‘The Cher Show’ Broadway Review: Stephanie J Block Is Strong Enough to Be the Real Star

The new musical recycles all the originality and wit of old network TV

Cast Of The Cher Show Broadway
Photo: Joan Marcus

They could have titled it “Cher!” But the new bio-musical about Cherilyn Sarkisian, which opened Monday at the Neil Simon Theatre, embraces its small-screen roots by instead going with “The Cher Show.”

Being compared to television isn’t a compliment in the theater, but it’s probably what director Jason Moore, choreographer Christopher Gattelli and book writer Rick Elice intended: Watching “The Cher Show” is as much fun as watching old network TV, namely “The Sonny and Cher Show” on CBS. The jokes are lame, segues between scenes are blunt or nonexistent, and a general lack of inventiveness pervades the entire enterprise.

Only one dance numbers in “The Cher Show” manage to replicate the kind of grand, fun-loving awfulness that Cher brought to wearing Bob Mackie’s impressively tacky gowns throughout her career. Gattelli turns “Dark Lady” into a tango in which the very daring dancer Ashley Blair Fitzgerald is thrown around the stage by the male chorus in a way that’s supposed to signify Cher’s own stamina and superiority in a man’s world.

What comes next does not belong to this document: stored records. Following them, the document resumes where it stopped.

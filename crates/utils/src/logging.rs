//! provides logging helpers

use std::path::Path;

use tracing_appender::rolling::RollingFileAppender;
use tracing_appender::rolling::Rotation;
use tracing_subscriber::fmt::layer;
use tracing_subscriber::Layer;
use tracing_subscriber::Registry;

/// Environment variable naming a directory for rolling log files.
/// When unset, logs go to stderr.
pub const LOG_PATH_ENV_VAR: &str = "COMPUTE_AGENT_LOG_PATH";

const LOG_FILE_PREFIX: &str = "compute-agent.log";

/// Boxed fmt layer, so callers can stack filters on top of it.
pub type BoxedLayer = Box<dyn Layer<Registry> + Send + Sync + 'static>;

/// Build the human-readable fmt layer.
///
/// With `log_path` set, output goes to a daily-rotated file in that directory,
/// falling back to stderr when the appender cannot be created.
pub fn get_fmt_layer(log_path: Option<String>) -> BoxedLayer {
    let Some(log_path) = log_path else {
        return stderr_layer();
    };

    match RollingFileAppender::builder()
        .rotation(Rotation::DAILY)
        .filename_prefix(LOG_FILE_PREFIX)
        .max_log_files(7)
        .build(Path::new(&log_path))
    {
        Ok(appender) => layer()
            .with_writer(appender)
            .with_ansi(false)
            .with_target(true)
            .boxed(),
        Err(err) => {
            eprintln!("failed to create log appender at {log_path}: {err}; logging to stderr");
            stderr_layer()
        }
    }
}

fn stderr_layer() -> BoxedLayer {
    layer()
        .with_writer(std::io::stderr)
        .with_target(true)
        .boxed()
}
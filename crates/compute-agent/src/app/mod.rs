//! Application module
//!
//! Wiring of the agent: building the allocators from the daemon arguments,
//! running the background tasks and shutting them down.

pub mod builder;
pub mod core;
pub mod services;
pub mod tasks;

pub use builder::ApplicationBuilder;
pub use core::Application;
pub use services::ApplicationServices;
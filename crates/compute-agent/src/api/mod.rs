//! HTTP API of the compute agent
//!
//! # API Endpoints
//!
//! - `GET /api/v1/capabilities` - latest capability snapshot of this host
//! - `POST /api/v1/instances` - assign devices to an instance (body: `InstanceSpec`)
//! - `DELETE /api/v1/instances/:instance_id` - release the devices of an instance
//! - `GET /api/v1/allocations` - current allocation tables
//!
//! Every response is wrapped in `ApiResponse { success, data, message }`.

pub mod errors;
pub mod handlers;
pub mod server;

pub use errors::ApiError;
pub use server::routes;
pub use server::ApiServer;
use std::sync::Arc;

use api_types::AllocationReport;
use api_types::ApiResponse;
use api_types::DeviceAssignment;
use api_types::HostCapabilities;
use api_types::InstanceSpec;
use api_types::ReleaseSummary;
use poem::handler;
use poem::http::StatusCode;
use poem::web::Data;
use poem::web::Json;
use poem::web::Path;
use tracing::info;
use tracing::warn;

use super::errors::allocation_status;
use crate::domain::reporter::CapabilityReporter;
use crate::domain::ComputeHost;

fn join_error(e: tokio::task::JoinError) -> poem::Error {
    poem::Error::from_string(
        format!("worker task failed: {e}"),
        StatusCode::INTERNAL_SERVER_ERROR,
    )
}

/// Latest capability snapshot of this host
#[handler]
pub async fn get_capabilities(
    reporter: Data<&Arc<CapabilityReporter>>,
) -> poem::Result<Json<ApiResponse<HostCapabilities>>> {
    let snapshot = match reporter.latest() {
        Some(snapshot) => snapshot,
        None => {
            let reporter = Arc::clone(reporter.0);
            tokio::task::spawn_blocking(move || reporter.refresh())
                .await
                .map_err(join_error)?
        }
    };
    Ok(Json(ApiResponse::ok(snapshot, "Host capabilities")))
}

/// Assign every device an instance asks for
#[handler]
pub async fn prepare_instance(
    Json(spec): Json<InstanceSpec>,
    host: Data<&Arc<ComputeHost>>,
) -> poem::Result<(StatusCode, Json<ApiResponse<DeviceAssignment>>)> {
    let instance_id = spec.uuid.clone();
    let host = Arc::clone(host.0);
    let result = tokio::task::spawn_blocking(move || host.prepare_instance(&spec))
        .await
        .map_err(join_error)?;

    match result {
        Ok(assignment) => {
            info!(instance_id = %instance_id, "instance prepared");
            Ok((
                StatusCode::OK,
                Json(ApiResponse::ok(
                    assignment,
                    format!("Devices assigned to instance {instance_id}"),
                )),
            ))
        }
        Err(e) => {
            warn!(instance_id = %instance_id, "failed to prepare instance: {e}");
            Ok((allocation_status(&e), Json(ApiResponse::failed(e.to_string()))))
        }
    }
}

/// Release every device of an instance
#[handler]
pub async fn release_instance(
    Path(instance_id): Path<String>,
    host: Data<&Arc<ComputeHost>>,
) -> poem::Result<Json<ApiResponse<ReleaseSummary>>> {
    let host = Arc::clone(host.0);
    let summary = tokio::task::spawn_blocking(move || host.release_instance(&instance_id))
        .await
        .map_err(join_error)?;
    let message = format!("Devices of instance {} released", summary.instance_id);
    Ok(Json(ApiResponse::ok(summary, message)))
}

/// Current allocation tables
#[handler]
pub async fn get_allocations(
    host: Data<&Arc<ComputeHost>>,
) -> poem::Result<Json<ApiResponse<AllocationReport>>> {
    let host = Arc::clone(host.0);
    let report = tokio::task::spawn_blocking(move || host.allocations())
        .await
        .map_err(join_error)?;
    Ok(Json(ApiResponse::ok(report, "Allocation tables")))
}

Tellingly, it’s the show’s most electrifying moment, and it happens when Block, Wicks and Diamond are off stage changing their costumes. In “Dark Lady,” the audience is left to wonder if Fitzgerald will leave the stage in one piece.

“The Cher Show” is the kind of bio musical where two of the star’s real-life love interests, Gregg Allman (Matthew Hydzik) and Rob Camilletti (Michael Campayno), are bestowed the same dramatic significance as an infomercial that Cher did at a low point in her bumpy career.

Even more bizarre: Chaz Bono never appears as a character on stage, except as a baby in a blanket, and is referred to only as Chaz, never Chastity, from birth onward. The behind-the-scenes negotiations between this son and mother, who is a producer of “The Cher Show,” might well have been far more dramatic than anything we see in the Neil Simon Theatre.

Sonny Bono receives much more stage time, and Jerrod Spector’s spot-on impersonation evokes major giggles from the audience every time he opens his mouth to sing.

Like the slightly more soporific “Summer” musical about Donna Summer, “The Cher Show” employs three actresses to impersonate its diva. They are identified in the Playbill as “Star” (Stephanie J. Block playing the mature Cher), “Lady” (Teal Wicks playing Mrs. Sonny Bono), and “Babe” (Micaela Diamond playing the youngest of them, including the early Sonny Bono-era Cher).

Most of the drama in Elice’s book comes from the three Chers comforting, supporting, arguing and chatting with each other. Wicks is given the thankless task of repeatedly acting pissed off at Sonny. The aptly named Diamond brings true gamine charm to her segments.

But the real star of “The Cher Show” is Block, who may be the best impersonator the Broadway stage has seen in recent memory. She even manages to exude genuine maternal warmth in her sage advice to the two younger Chers without ever losing any sass or swagger.

This gifted performer’s Broadway career began 15 years ago, almost to the day, when she played Liza Minnelli in “The Boy From Oz.” It’s time for producers to give her a completely original role, one crafted to showcase her own innate gifts as singer and actor.